Ever since he was a young kid, baseball has been easy for Young. Take this excerpt from a 2003 USA Today article as proof:
"Young, 17, hit .544 with seven home runs and 28 RBI and was intentionally walked 26 times this season for Camarillo High School. Young, 6-foot-3 and 205 pounds, has starred at the high school level for several years and shown great power potential and patience at the plate, an outstanding arm and good speed."He then went to Tampa Bay's minor league system and thrashed A, AA and AAA pitching for the first two seasons (2004-05), posting a ridiculous 51 home runs, 53 steals and 214 RBI with a .318/.368/.533 batting line. Clearly, the kid was ready for a bigger challenge, and in 2006, Delmon got his shot at the major leagues.
The results have been mixed since hit insertion in the Tampa Bay lineup. Young's famed plate discipline has yet to materialize, evidenced by a career major league 67:288 BB/K ratio. He's seemed to swing and miss extremely often, and is currently going through his worst year as a baseball player with just three home runs and a sickly .264/.292/.346 batting line. Years of lofty expectations have caught up with Young, and people are getting impatient. He's finally become an underdog.

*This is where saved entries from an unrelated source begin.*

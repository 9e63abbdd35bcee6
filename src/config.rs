use crate::{
    publisher::{self, Publisher},
    scheduler::Schedule,
    service::WeatherService,
    source, storage,
    topology::{Component, Topology},
    weather::{City, MonitoringParams},
};
use std::{collections::HashMap, path::Path, sync::Arc, time::Duration};

use serde::{Deserialize, Serialize};
use thiserror::Error;
use tracing::warn;

#[derive(Error, Debug)]
pub enum Error {
    #[error("error reading file: {0}")]
    ReadFile(#[source] std::io::Error),

    #[error("invalid toml format: {0}")]
    Toml(#[source] toml::de::Error),

    #[error("worker_pool_size must be at least 1")]
    WorkerPoolSize,

    #[error("{0} must be greater than zero")]
    Interval(&'static str),

    #[error("invalid coordinates {1} for city {0}")]
    Coordinates(String, String),

    #[error("city {0} is listed more than once")]
    DuplicateCity(String),

    #[error("expected exactly one {0}, found {1}")]
    Count(&'static str, usize),

    #[error("invalid source {1}: {0}")]
    Source(#[source] source::Error, String),

    #[error("invalid storage {1}: {0}")]
    Storage(#[source] storage::Error, String),

    #[error("invalid publisher {1}: {0}")]
    Publisher(#[source] publisher::Error, String),
}

#[derive(Serialize, Deserialize, Debug)]
struct CityRaw {
    name: String,

    lat: f64,

    long: f64,
}

#[derive(Serialize, Deserialize, Debug)]
struct ConfigRaw {
    worker_pool_size: usize,

    collect_every_secs: u64,

    send_every_secs: u64,

    collect_timeout_secs: Option<u64>,

    #[serde(default)]
    cities: Vec<CityRaw>,

    monitoring_params: MonitoringParams,

    #[serde(default)]
    source: HashMap<String, toml::Value>,

    #[serde(default)]
    storage: HashMap<String, toml::Value>,

    #[serde(default)]
    publishers: HashMap<String, toml::Value>,
}

impl ConfigRaw {
    fn to_config(self) -> Result<Config, Error> {
        if self.worker_pool_size < 1 {
            return Err(Error::WorkerPoolSize);
        }

        let cities = Self::parse_cities(self.cities)?;

        Ok(Config {
            worker_pool_size: self.worker_pool_size,
            collect_every: Self::parse_secs(self.collect_every_secs, "collect_every_secs")?,
            send_every: Self::parse_secs(self.send_every_secs, "send_every_secs")?,
            collect_timeout: self
                .collect_timeout_secs
                .map(|secs| Self::parse_secs(secs, "collect_timeout_secs"))
                .transpose()?,
            cities,
            monitoring_params: self.monitoring_params,
            source: Self::single(self.source, "source")?,
            storage: Self::single(self.storage, "storage")?,
            publishers: self.publishers,
        })
    }

    fn parse_secs(secs: u64, name: &'static str) -> Result<Duration, Error> {
        match secs {
            0 => Err(Error::Interval(name)),
            secs => Ok(Duration::from_secs(secs)),
        }
    }

    fn parse_cities(raw: Vec<CityRaw>) -> Result<Vec<City>, Error> {
        let mut cities: Vec<City> = Vec::with_capacity(raw.len());

        for c in raw {
            let city = City::new(c.name, c.lat, c.long);

            if !city.coordinates.is_valid() {
                return Err(Error::Coordinates(city.name, city.coordinates.to_string()));
            }

            if cities.iter().any(|other| other.name == city.name) {
                return Err(Error::DuplicateCity(city.name));
            }

            cities.push(city);
        }

        Ok(cities)
    }

    fn single(
        components: HashMap<String, toml::Value>,
        kind: &'static str,
    ) -> Result<(String, toml::Value), Error> {
        let count = components.len();

        match components.into_iter().next() {
            Some(component) if count == 1 => Ok(component),
            _ => Err(Error::Count(kind, count)),
        }
    }
}

#[derive(Debug)]
struct Config {
    worker_pool_size: usize,

    collect_every: Duration,

    send_every: Duration,

    collect_timeout: Option<Duration>,

    cities: Vec<City>,

    monitoring_params: MonitoringParams,

    source: (String, toml::Value),

    storage: (String, toml::Value),

    publishers: HashMap<String, toml::Value>,
}

pub fn read(file: impl AsRef<Path>) -> Result<Topology, Error> {
    let content = std::fs::read_to_string(file).map_err(Error::ReadFile)?;
    parse(&content)
}

pub fn parse(content: &str) -> Result<Topology, Error> {
    let config_raw: ConfigRaw = toml::from_str(content).map_err(Error::Toml)?;
    let config = config_raw.to_config()?;

    if config.cities.is_empty() {
        warn!("no cities configured, collection runs will be empty");
    }

    if config.monitoring_params.is_empty() {
        warn!("no monitoring params configured, only capture times will be collected");
    }

    if config.publishers.is_empty() {
        warn!("no publishers configured, stored conditions will not be sent anywhere");
    }

    let (name, value) = config.source;
    let source = Component::new(
        name.clone(),
        source::Registration::build(&name, value).map_err(|e| Error::Source(e, name.clone()))?,
    );

    let (name, value) = config.storage;
    let storage = Component::new(
        name.clone(),
        storage::Registration::build(&name, value).map_err(|e| Error::Storage(e, name.clone()))?,
    );

    let publishers: Vec<Component<dyn Publisher>> = config
        .publishers
        .into_iter()
        .map(|(k, v)| {
            let component = publisher::Registration::build(&k, v)
                .map_err(|e| Error::Publisher(e, k.clone()))?;

            Ok::<_, Error>(Component::new(k, component))
        })
        .collect::<Result<Vec<_>, _>>()?;

    Ok(Topology {
        service: WeatherService {
            cities: config.cities,
            params: Arc::new(config.monitoring_params),
            worker_pool_size: config.worker_pool_size,
            collect_timeout: config.collect_timeout,
            source,
            storage,
            publishers,
        },
        collect: Schedule::new("collect", config.collect_every),
        send: Schedule::new("send", config.send_every),
    })
}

Tack on his dubious bat-throwing incident, along with the infamous Garza/Bartlett swap that landed Young in Minnesota, and even the biggest Twins fans have found reason to throw him under the bus.

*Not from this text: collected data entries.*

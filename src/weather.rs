use chrono::{DateTime, Utc};
use serde::{Deserialize, Serialize};
use std::{cmp::Ordering, collections::BTreeMap, fmt, str::FromStr};
use thiserror::Error;

#[derive(Serialize, Deserialize, Copy, Clone, Debug, PartialEq)]
pub struct Coordinates {
    pub lat: f64,

    pub long: f64,
}

impl Coordinates {
    pub fn is_valid(&self) -> bool {
        (-90.0..=90.0).contains(&self.lat) && (-180.0..=180.0).contains(&self.long)
    }
}

impl fmt::Display for Coordinates {
    fn fmt(&self, f: &mut fmt::Formatter<'_>) -> fmt::Result {
        write!(f, "({}, {})", self.lat, self.long)
    }
}

#[derive(Serialize, Deserialize, Clone, Debug, PartialEq)]
pub struct City {
    pub name: String,

    pub coordinates: Coordinates,
}

impl City {
    pub fn new(name: impl Into<String>, lat: f64, long: f64) -> Self {
        Self {
            name: name.into(),
            coordinates: Coordinates { lat, long },
        }
    }
}

/// A measurement that can be requested from a weather source.
#[derive(Serialize, Deserialize, Copy, Clone, Debug, PartialEq, Eq, Hash)]
#[serde(rename_all = "camelCase", try_from = "String")]
pub enum MonitoringParam {
    Temperature,
    RelativeHumidity,
    WindSpeed,
    WeatherCode,
    CloudCover,
    Precipitation,
    Visibility,
}

impl MonitoringParam {
    pub fn as_str(&self) -> &'static str {
        match self {
            Self::Temperature => "temperature",
            Self::RelativeHumidity => "relativeHumidity",
            Self::WindSpeed => "windSpeed",
            Self::WeatherCode => "weatherCode",
            Self::CloudCover => "cloudCover",
            Self::Precipitation => "precipitation",
            Self::Visibility => "visibility",
        }
    }
}

#[derive(Error, Debug, PartialEq)]
#[error("unknown monitoring param {0}")]
pub struct UnknownParam(String);

impl FromStr for MonitoringParam {
    type Err = UnknownParam;

    fn from_str(s: &str) -> Result<Self, Self::Err> {
        match s {
            "temperature" => Ok(Self::Temperature),
            "relativeHumidity" => Ok(Self::RelativeHumidity),
            "windSpeed" => Ok(Self::WindSpeed),
            "weatherCode" => Ok(Self::WeatherCode),
            "cloudCover" => Ok(Self::CloudCover),
            "precipitation" => Ok(Self::Precipitation),
            "visibility" => Ok(Self::Visibility),
            other => Err(UnknownParam(other.to_string())),
        }
    }
}

// Config keys reach the deserializer as plain strings, not enum variants.
impl TryFrom<String> for MonitoringParam {
    type Error = UnknownParam;

    fn try_from(s: String) -> Result<Self, Self::Error> {
        s.parse()
    }
}

// Ordered by key name so that iteration over `MonitoringParams` is stable.
impl Ord for MonitoringParam {
    fn cmp(&self, other: &Self) -> Ordering {
        self.as_str().cmp(other.as_str())
    }
}

impl PartialOrd for MonitoringParam {
    fn partial_cmp(&self, other: &Self) -> Option<Ordering> {
        Some(self.cmp(other))
    }
}

/// Maps every requested measurement to the provider specific token.
#[derive(Serialize, Deserialize, Clone, Debug, Default, PartialEq)]
#[serde(transparent)]
pub struct MonitoringParams(BTreeMap<MonitoringParam, String>);

impl MonitoringParams {
    pub fn new() -> Self {
        Self(BTreeMap::new())
    }

    pub fn insert(&mut self, param: MonitoringParam, token: impl Into<String>) {
        self.0.insert(param, token.into());
    }

    pub fn get(&self, param: MonitoringParam) -> Option<&str> {
        self.0.get(&param).map(String::as_str)
    }

    pub fn tokens(&self) -> impl Iterator<Item = &str> {
        self.0.values().map(String::as_str)
    }

    pub fn len(&self) -> usize {
        self.0.len()
    }

    pub fn is_empty(&self) -> bool {
        self.0.is_empty()
    }
}

impl FromIterator<(MonitoringParam, String)> for MonitoringParams {
    fn from_iter<T: IntoIterator<Item = (MonitoringParam, String)>>(iter: T) -> Self {
        Self(BTreeMap::from_iter(iter))
    }
}

/// WMO weather interpretation code.
#[derive(Serialize, Deserialize, Copy, Clone, Debug, PartialEq, Eq)]
#[serde(from = "i32", into = "i32")]
pub enum WeatherCode {
    ClearSky,
    MainlyClear,
    PartlyCloudy,
    Overcast,
    Fog,
    DepositingRimeFog,
    DrizzleLight,
    DrizzleModerate,
    DrizzleDense,
    FreezingDrizzleLight,
    FreezingDrizzleDense,
    RainSlight,
    RainModerate,
    RainHeavy,
    FreezingRainLight,
    FreezingRainHeavy,
    SnowFallSlight,
    SnowFallModerate,
    SnowFallHeavy,
    SnowGrains,
    RainShowersSlight,
    RainShowersModerate,
    RainShowersViolent,
    SnowShowersSlight,
    SnowShowersHeavy,
    ThunderstormSlight,
    ThunderstormHailSlight,
    ThunderstormHailHeavy,
    Unknown(i32),
}

impl From<i32> for WeatherCode {
    fn from(code: i32) -> Self {
        match code {
            0 => Self::ClearSky,
            1 => Self::MainlyClear,
            2 => Self::PartlyCloudy,
            3 => Self::Overcast,
            45 => Self::Fog,
            48 => Self::DepositingRimeFog,
            51 => Self::DrizzleLight,
            53 => Self::DrizzleModerate,
            55 => Self::DrizzleDense,
            56 => Self::FreezingDrizzleLight,
            57 => Self::FreezingDrizzleDense,
            61 => Self::RainSlight,
            63 => Self::RainModerate,
            65 => Self::RainHeavy,
            66 => Self::FreezingRainLight,
            67 => Self::FreezingRainHeavy,
            71 => Self::SnowFallSlight,
            73 => Self::SnowFallModerate,
            75 => Self::SnowFallHeavy,
            77 => Self::SnowGrains,
            80 => Self::RainShowersSlight,
            81 => Self::RainShowersModerate,
            82 => Self::RainShowersViolent,
            85 => Self::SnowShowersSlight,
            86 => Self::SnowShowersHeavy,
            95 => Self::ThunderstormSlight,
            96 => Self::ThunderstormHailSlight,
            99 => Self::ThunderstormHailHeavy,
            other => Self::Unknown(other),
        }
    }
}

impl From<WeatherCode> for i32 {
    fn from(code: WeatherCode) -> Self {
        match code {
            WeatherCode::ClearSky => 0,
            WeatherCode::MainlyClear => 1,
            WeatherCode::PartlyCloudy => 2,
            WeatherCode::Overcast => 3,
            WeatherCode::Fog => 45,
            WeatherCode::DepositingRimeFog => 48,
            WeatherCode::DrizzleLight => 51,
            WeatherCode::DrizzleModerate => 53,
            WeatherCode::DrizzleDense => 55,
            WeatherCode::FreezingDrizzleLight => 56,
            WeatherCode::FreezingDrizzleDense => 57,
            WeatherCode::RainSlight => 61,
            WeatherCode::RainModerate => 63,
            WeatherCode::RainHeavy => 65,
            WeatherCode::FreezingRainLight => 66,
            WeatherCode::FreezingRainHeavy => 67,
            WeatherCode::SnowFallSlight => 71,
            WeatherCode::SnowFallModerate => 73,
            WeatherCode::SnowFallHeavy => 75,
            WeatherCode::SnowGrains => 77,
            WeatherCode::RainShowersSlight => 80,
            WeatherCode::RainShowersModerate => 81,
            WeatherCode::RainShowersViolent => 82,
            WeatherCode::SnowShowersSlight => 85,
            WeatherCode::SnowShowersHeavy => 86,
            WeatherCode::ThunderstormSlight => 95,
            WeatherCode::ThunderstormHailSlight => 96,
            WeatherCode::ThunderstormHailHeavy => 99,
            WeatherCode::Unknown(other) => other,
        }
    }
}

/// A length stored as a whole number of millimeters.
#[derive(Serialize, Deserialize, Copy, Clone, Debug, Default, PartialEq, Eq, PartialOrd, Ord)]
#[serde(transparent)]
pub struct Length(i64);

impl Length {
    pub const MILLIMETER: Length = Length(1);
    pub const CENTIMETER: Length = Length(10);
    pub const METER: Length = Length(1_000);
    pub const KILOMETER: Length = Length(1_000_000);

    pub const fn from_millimeters(mm: i64) -> Self {
        Self(mm)
    }

    /// Converts a fractional amount of `unit`, rounding to the nearest millimeter.
    pub fn from_fractional(value: f64, unit: Length) -> Self {
        Self((value * unit.0 as f64).round() as i64)
    }

    pub const fn millimeters(&self) -> i64 {
        self.0
    }
}

impl std::ops::Mul<Length> for i64 {
    type Output = Length;

    fn mul(self, rhs: Length) -> Length {
        Length(self * rhs.0)
    }
}

#[derive(Serialize, Deserialize, Clone, Debug, PartialEq)]
pub struct CityWeatherCondition {
    pub city: City,

    pub captured_at: DateTime<Utc>,

    pub temperature: f64,

    pub relative_humidity_percent: u8,

    pub wind_speed: f64,

    pub weather_code: WeatherCode,

    pub cloud_cover_percent: u8,

    pub precipitation: Length,

    pub visibility: Length,
}

#[derive(Serialize, Deserialize, Clone, Debug, Default, PartialEq)]
#[serde(transparent)]
pub struct Conditions(Vec<CityWeatherCondition>);

impl From<Vec<CityWeatherCondition>> for Conditions {
    fn from(conditions: Vec<CityWeatherCondition>) -> Self {
        Self(conditions)
    }
}

impl FromIterator<CityWeatherCondition> for Conditions {
    fn from_iter<T: IntoIterator<Item = CityWeatherCondition>>(iter: T) -> Self {
        Conditions(Vec::from_iter(iter))
    }
}

impl IntoIterator for Conditions {
    type Item = CityWeatherCondition;

    type IntoIter = <Vec<CityWeatherCondition> as IntoIterator>::IntoIter;

    fn into_iter(self) -> Self::IntoIter {
        self.0.into_iter()
    }
}

impl Conditions {
    pub fn new() -> Self {
        Self(Vec::new())
    }

    pub fn len(&self) -> usize {
        self.0.len()
    }

    pub fn is_empty(&self) -> bool {
        self.0.is_empty()
    }

    pub fn iter(&self) -> impl Iterator<Item = &CityWeatherCondition> {
        self.0.iter()
    }

    /// Sorts by city name, for callers that need a stable order.
    pub fn sorted_by_city(mut self) -> Self {
        self.0.sort_by(|a, b| a.city.name.cmp(&b.city.name));
        self
    }
}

This isn't a hopeless situation though - Young has a history of meteoric rises in the second half of the baseball season. "DY" batted .300/.344/.435 in the second half in 2008 with 8 homers. In 2007, he cranked out a .302/.326/.405 line. And since June 9 this season (15 games), he's scorched MLB pitching to the tune of a .322/.328/.503 line with two home runs and 10 RBI. Up to that point (36 games, April 6-June 8), he had only managed a meager .236/.275/.268 with one home run and 14 RBI.
There's a lot of talent in Young's bat, and maybe - just maybe - he'll begin to realize his potential in front of a fan base who understands how to embrace even the least-talented (Mark Madsen), moronic (Randy Moss, Fred Smoot), and disrespectful (Latrell Sprewell) athletes.